What to produce
From the first line through the one containing "pub struct PromotedFile", restate the listing word for word, and give no other lines.

Data shown
------------------------

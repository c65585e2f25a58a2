//! Promotion of uploaded files from the temp area into permanent storage.
//!
//! Recording the promoted file in the relational store is the caller's job;
//! callers run promotion inside the same database transaction as the row
//! insert so a failed insert rolls the case back.

use crate::storage::{Area, ObjectMetadata, ObjectStorage, StorageError};

#[derive(Debug, Clone, PartialEq)]
pub struct PromotedFile {
    pub temp_key: String,
    pub permanent_key: String,
    pub metadata: ObjectMetadata,
}

impl PromotedFile {
    /// File name part of the permanent key.
    pub fn basename(&self) -> &str {
        self.permanent_key
            .rsplit('/')
            .next()
            .unwrap_or(&self.permanent_key)
    }
}

#[derive(Debug, Clone, PartialEq)]
pub struct PromotionRequest {
    pub temp_key: String,
    pub permanent_key: String,
}

/// Copies one temp object to its permanent key.
pub fn save_file(
    storage: &dyn ObjectStorage,
    temp_key: &str,
    permanent_key: &str,
) -> Result<PromotedFile, StorageError> {
    let metadata = storage.copy(temp_key, permanent_key)?;
    log::debug!("promoted {} -> {}", temp_key, permanent_key);
    Ok(PromotedFile {
        temp_key: temp_key.to_string(),
        permanent_key: permanent_key.to_string(),
        metadata,
    })
}

/// Promotes a batch. Every temp key is resolved before the first copy, so a
/// single missing upload fails the whole batch and nothing is promoted.
pub fn save_files(
    storage: &dyn ObjectStorage,
    requests: &[PromotionRequest],
) -> Result<Vec<PromotedFile>, StorageError> {
    for request in requests {
        match storage.metadata(Area::Temp, &request.temp_key) {
            Ok(_) => {}
            Err(StorageError::NotFound(_)) => {
                return Err(StorageError::TempNotFound(request.temp_key.clone()))
            }
            Err(e) => return Err(e),
        }
    }
    requests
        .iter()
        .map(|request| save_file(storage, &request.temp_key, &request.permanent_key))
        .collect()
}

#[cfg(test)]
mod tests {
    use super::*;
    use crate::storage::local::LocalFsStorage;
    use std::io::Cursor;
    use std::time::Duration;

    fn request(temp: &str, permanent: &str) -> PromotionRequest {
        PromotionRequest {
            temp_key: temp.to_string(),
            permanent_key: permanent.to_string(),
        }
    }

    #[test]
    fn batch_with_a_missing_upload_promotes_nothing() {
        let dir = tempfile::tempdir().unwrap();
        let storage = LocalFsStorage::new(dir.path(), Duration::from_secs(60)).unwrap();
        storage
            .put(Area::Temp, "present.pdf", "application/pdf", &mut Cursor::new(b"a"))
            .unwrap();

        let err = save_files(
            &storage,
            &[
                request("present.pdf", "dismissal/C1-doc0.pdf"),
                request("missing.pdf", "dismissal/C1-doc1.pdf"),
            ],
        )
        .unwrap_err();

        assert!(matches!(err, StorageError::TempNotFound(key) if key == "missing.pdf"));
        assert!(storage.list(Area::Permanent, "").unwrap().is_empty());
    }

    #[test]
    fn batch_promotes_every_file() {
        let dir = tempfile::tempdir().unwrap();
        let storage = LocalFsStorage::new(dir.path(), Duration::from_secs(60)).unwrap();
        for key in ["a.pdf", "b.jpg"] {
            storage
                .put(Area::Temp, key, "application/octet-stream", &mut Cursor::new(key.as_bytes()))
                .unwrap();
        }
        let promoted = save_files(
            &storage,
            &[request("a.pdf", "promotion/C2-doc0.pdf"), request("b.jpg", "promotion/C2-doc1.jpg")],
        )
        .unwrap();
        assert_eq!(promoted.len(), 2);
        assert_eq!(promoted[1].basename(), "C2-doc1.jpg");
        assert_eq!(
            storage.list(Area::Permanent, "promotion/").unwrap(),
            vec!["promotion/C2-doc0.pdf", "promotion/C2-doc1.jpg"]
        );
    }
}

------------------------

Completed task
repository c65585e2f25a58a2
//! Promotion of uploaded files from the temp area into permanent storage.
//!
//! Recording the promoted file in the relational store is the caller's job;
//! callers run promotion inside the same database transaction as the row
//! insert so a failed insert rolls the case back.

use crate::storage::{Area, ObjectMetadata, ObjectStorage, StorageError};

#[derive(Debug, Clone, PartialEq)]
pub struct PromotedFile {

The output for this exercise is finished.